**Exercise:** Working from the listing below, set down every line exactly.
[[ Dataset excerpts, beginning ]]
//! Error types for sqlsink
//!
//! This module defines the error hierarchy for the whole pipeline.
//! All public APIs return `Result<T, Error>` where Error is defined here.
//!
//! Pipeline-level errors (`Extraction`, `MalformedTimestamp`, `SchemaCreation`)
//! abort a run. `SinkWrite` is scoped to a single output target. A partial
//! bulk load is not an error at all; see [`crate::types::BatchResult`].

use thiserror::Error;

/// The main error type for sqlsink
#[derive(Error, Debug)]
pub enum Error {
    // ============================================================================
    // Configuration Errors
    // ============================================================================
    #[error("Configuration error: {message}")]
    Config { message: String },

    #[error("Missing required config field: {field}")]
    MissingConfigField { field: String },

    #[error("Invalid config value for '{field}': {message}")]
    InvalidConfigValue { field: String, message: String },

    #[error("Failed to parse YAML: {0}")]
    YamlParse(#[from] serde_yaml::Error),

    #[error("Failed to parse JSON: {0}")]
    JsonParse(#[from] serde_json::Error),

    // ============================================================================
    // Pipeline Errors
    // ============================================================================
    #[error("Extraction failed: {message}")]
    Extraction { message: String },

    #[error("Malformed timestamp in field '{field}': {message}")]
    MalformedTimestamp { field: String, message: String },

    #[error("Failed to ensure schema for index '{index}': {message}")]
    SchemaCreation { index: String, message: String },

    #[error("Failed to write '{target}': {message}")]
    SinkWrite { target: String, message: String },

    // ============================================================================
    // HTTP Errors
    // ============================================================================
    #[error("HTTP request failed: {0}")]
    Http(#[from] reqwest::Error),

    #[error("HTTP {status}: {body}")]
    HttpStatus { status: u16, body: String },

    #[error("Invalid URL: {0}")]
    InvalidUrl(#[from] url::ParseError),

    #[error("Index sink error: {message}")]
    Sink { message: String },

    // ============================================================================
    // I/O Errors
    // ============================================================================
    #[error("IO error: {0}")]
    Io(#[from] std::io::Error),

    // ============================================================================
    // Generic Errors
    // ============================================================================
    #[error("{0}")]
    Other(String),
}

impl Error {
    /// Create a config error
    pub fn config(message: impl Into<String>) -> Self {
        Self::Config {
            message: message.into(),
        }
    }

    /// Create a missing field error
    pub fn missing_field(field: impl Into<String>) -> Self {
        Self::MissingConfigField {
            field: field.into(),
        }
    }

    /// Create an invalid config value error
    pub fn invalid_value(field: impl Into<String>, message: impl Into<String>) -> Self {
        Self::InvalidConfigValue {
            field: field.into(),
            message: message.into(),
        }
    }

    /// Create an extraction error
    pub fn extraction(message: impl Into<String>) -> Self {
        Self::Extraction {
            message: message.into(),
        }
    }

    /// Create a malformed timestamp error
    pub fn malformed_timestamp(field: impl Into<String>, message: impl Into<String>) -> Self {
        Self::MalformedTimestamp {
            field: field.into(),
            message: message.into(),
        }
    }

    /// Create a schema creation error
    pub fn schema_creation(index: impl Into<String>, message: impl Into<String>) -> Self {
        Self::SchemaCreation {
            index: index.into(),
            message: message.into(),
        }
    }

    /// Create a sink write error for a single output target
    pub fn sink_write(target: impl Into<String>, message: impl Into<String>) -> Self {
        Self::SinkWrite {
            target: target.into(),
            message: message.into(),
        }
    }

    /// Create an HTTP status error
    pub fn http_status(status: u16, body: impl Into<String>) -> Self {
        Self::HttpStatus {
            status,
            body: body.into(),
        }
    }

    /// Create an index sink error
    pub fn sink(message: impl Into<String>) -> Self {
        Self::Sink {
            message: message.into(),
        }
    }

    /// Whether this error aborts the whole run.
    ///
    /// `SinkWrite` only fails its own target; sibling partitions keep going.
    pub fn is_run_fatal(&self) -> bool {
        !matches!(self, Error::SinkWrite { .. })
    }
}

/// Result type alias for sqlsink
pub type Result<T> = std::result::Result<T, Error>;

/// Extension trait for adding context to errors
pub trait ResultExt<T> {
    /// Add context to an error
    fn context(self, message: impl Into<String>) -> Result<T>;

    /// Add context with a closure (lazy evaluation)
    fn with_context<F: FnOnce() -> String>(self, f: F) -> Result<T>;
}

impl<T, E: Into<Error>> ResultExt<T> for std::result::Result<T, E> {
    fn context(self, message: impl Into<String>) -> Result<T> {
        self.map_err(|e| {
            let inner = e.into();
            Error::Other(format!("{}: {}", message.into(), inner))
        })
    }

    fn with_context<F: FnOnce() -> String>(self, f: F) -> Result<T> {
        self.map_err(|e| {
            let inner = e.into();
            Error::Other(format!("{}: {}", f(), inner))
        })
    }
}

#[cfg(test)]
mod tests {
    use super::*;

    #[test]
    fn test_error_display() {
        let err = Error::config("test message");
        assert_eq!(err.to_string(), "Configuration error: test message");

        let err = Error::missing_field("source.sql");
        assert_eq!(err.to_string(), "Missing required config field: source.sql");

        let err = Error::malformed_timestamp("timestamp", "not an integer: 'abc'");
        assert_eq!(
            err.to_string(),
            "Malformed timestamp in field 'timestamp': not an integer: 'abc'"
        );

        let err = Error::schema_creation("metrics", "HTTP 400: resource_already_exists");
        assert_eq!(
            err.to_string(),
            "Failed to ensure schema for index 'metrics': HTTP 400: resource_already_exists"
        );
    }

    #[test]
    fn test_is_run_fatal() {
        assert!(Error::extraction("query failed").is_run_fatal());
        assert!(Error::malformed_timestamp("ts", "bad").is_run_fatal());
        assert!(Error::schema_creation("idx", "conflict").is_run_fatal());
        assert!(!Error::sink_write("out/a.csv", "permission denied").is_run_fatal());
    }

    #[test]
    fn test_result_context() {
        let result: Result<()> = Err(Error::config("inner"));
        let with_context = result.context("outer");
        assert!(with_context
            .unwrap_err()
            .to_string()
            .contains("outer: Configuration error: inner"));
    }
}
[[ Dataset excerpts, end ]]
**Solved problem:**
//! Error types for sqlsink
//!
//! This module defines the error hierarchy for the whole pipeline.
//! All public APIs return `Result<T, Error>` where Error is defined here.
//!
//! Pipeline-level errors (`Extraction`, `MalformedTimestamp`, `SchemaCreation`)
//! abort a run. `SinkWrite` is scoped to a single output target. A partial
//! bulk load is not an error at all; see [`crate::types::BatchResult`].

use thiserror::Error;

/// The main error type for sqlsink
#[derive(Error, Debug)]
pub enum Error {
    // ============================================================================
    // Configuration Errors
    // ============================================================================
    #[error("Configuration error: {message}")]
    Config { message: String },

    #[error("Missing required config field: {field}")]
    MissingConfigField { field: String },

    #[error("Invalid config value for '{field}': {message}")]
    InvalidConfigValue { field: String, message: String },

    #[error("Failed to parse YAML: {0}")]
    YamlParse(#[from] serde_yaml::Error),

    #[error("Failed to parse JSON: {0}")]
    JsonParse(#[from] serde_json::Error),

    // ============================================================================
    // Pipeline Errors
    // ============================================================================
    #[error("Extraction failed: {message}")]
    Extraction { message: String },

    #[error("Malformed timestamp in field '{field}': {message}")]
    MalformedTimestamp { field: String, message: String },

    #[error("Failed to ensure schema for index '{index}': {message}")]
    SchemaCreation { index: String, message: String },

    #[error("Failed to write '{target}': {message}")]
    SinkWrite { target: String, message: String },

    // ============================================================================
    // HTTP Errors
    // ============================================================================
    #[error("HTTP request failed: {0}")]
    Http(#[from] reqwest::Error),

    #[error("HTTP {status}: {body}")]
    HttpStatus { status: u16, body: String },

    #[error("Invalid URL: {0}")]
    InvalidUrl(#[from] url::ParseError),

    #[error("Index sink error: {message}")]
    Sink { message: String },

    // ============================================================================
    // I/O Errors
    // ============================================================================
    #[error("IO error: {0}")]
    Io(#[from] std::io::Error),

    // ============================================================================
    // Generic Errors
    // ============================================================================
    #[error("{0}")]
    Other(String),
}

impl Error {
    /// Create a config error
    pub fn config(message: impl Into<String>) -> Self {
        Self::Config {
            message: message.into(),
        }
    }

    /// Create a missing field error
    pub fn missing_field(field: impl Into<String>) -> Self {
        Self::MissingConfigField {
            field: field.into(),
        }
    }

    /// Create an invalid config value error
    pub fn invalid_value(field: impl Into<String>, message: impl Into<String>) -> Self {
        Self::InvalidConfigValue {
            field: field.into(),
            message: message.into(),
        }
    }

    /// Create an extraction error
    pub fn extraction(message: impl Into<String>) -> Self {
        Self::Extraction {
            message: message.into(),
        }
    }

    /// Create a malformed timestamp error
    pub fn malformed_timestamp(field: impl Into<String>, message: impl Into<String>) -> Self {
        Self::MalformedTimestamp {
            field: field.into(),
            message: message.into(),
        }
    }

    /// Create a schema creation error
    pub fn schema_creation(index: impl Into<String>, message: impl Into<String>) -> Self {
        Self::SchemaCreation {
            index: index.into(),
            message: message.into(),
        }
    }

    /// Create a sink write error for a single output target
    pub fn sink_write(target: impl Into<String>, message: impl Into<String>) -> Self {
        Self::SinkWrite {
            target: target.into(),
            message: message.into(),
        }
    }

    /// Create an HTTP status error
    pub fn http_status(status: u16, body: impl Into<String>) -> Self {
        Self::HttpStatus {
            status,
            body: body.into(),
        }
    }

    /// Create an index sink error
    pub fn sink(message: impl Into<String>) -> Self {
        Self::Sink {
            message: message.into(),
        }
    }

    /// Whether this error aborts the whole run.
    ///
    /// `SinkWrite` only fails its own target; sibling partitions keep going.
    pub fn is_run_fatal(&self) -> bool {
        !matches!(self, Error::SinkWrite { .. })
    }
}

/// Result type alias for sqlsink
pub type Result<T> = std::result::Result<T, Error>;

/// Extension trait for adding context to errors
pub trait ResultExt<T> {
    /// Add context to an error
    fn context(self, message: impl Into<String>) -> Result<T>;

    /// Add context with a closure (lazy evaluation)
    fn with_context<F: FnOnce() -> String>(self, f: F) -> Result<T>;
}

impl<T, E: Into<Error>> ResultExt<T> for std::result::Result<T, E> {
    fn context(self, message: impl Into<String>) -> Result<T> {
        self.map_err(|e| {
            let inner = e.into();
            Error::Other(format!("{}: {}", message.into(), inner))
        })
    }

    fn with_context<F: FnOnce() -> String>(self, f: F) -> Result<T> {
        self.map_err(|e| {
            let inner = e.into();
            Error::Other(format!("{}: {}", f(), inner))
        })
    }
}

#[cfg(test)]
mod tests {
    use super::*;

    #[test]
    fn test_error_display() {
        let err = Error::config("test message");
        assert_eq!(err.to_string(), "Configuration error: test message");

        let err = Error::missing_field("source.sql");
        assert_eq!(err.to_string(), "Missing required config field: source.sql");

        let err = Error::malformed_timestamp("timestamp", "not an integer: 'abc'");
        assert_eq!(
            err.to_string(),
            "Malformed timestamp in field 'timestamp': not an integer: 'abc'"
        );

        let err = Error::schema_creation("metrics", "HTTP 400: resource_already_exists");
        assert_eq!(
            err.to_string(),
            "Failed to ensure schema for index 'metrics': HTTP 400: resource_already_exists"
        );
    }

    #[test]
    fn test_is_run_fatal() {
        assert!(Error::extraction("query failed").is_run_fatal());
        assert!(Error::malformed_timestamp("ts", "bad").is_run_fatal());
        assert!(Error::schema_creation("idx", "conflict").is_run_fatal());
        assert!(!Error::sink_write("out/a.csv", "permission denied").is_run_fatal());
    }

    #[test]
    fn test_result_context() {
        let result: Result<()> = Err(Error::config("inner"));
        let with_context = result.context("outer");
        assert!(with_context
            .unwrap_err()
            .to_string()
            .contains("outer: Configuration error: inner"));
    }
}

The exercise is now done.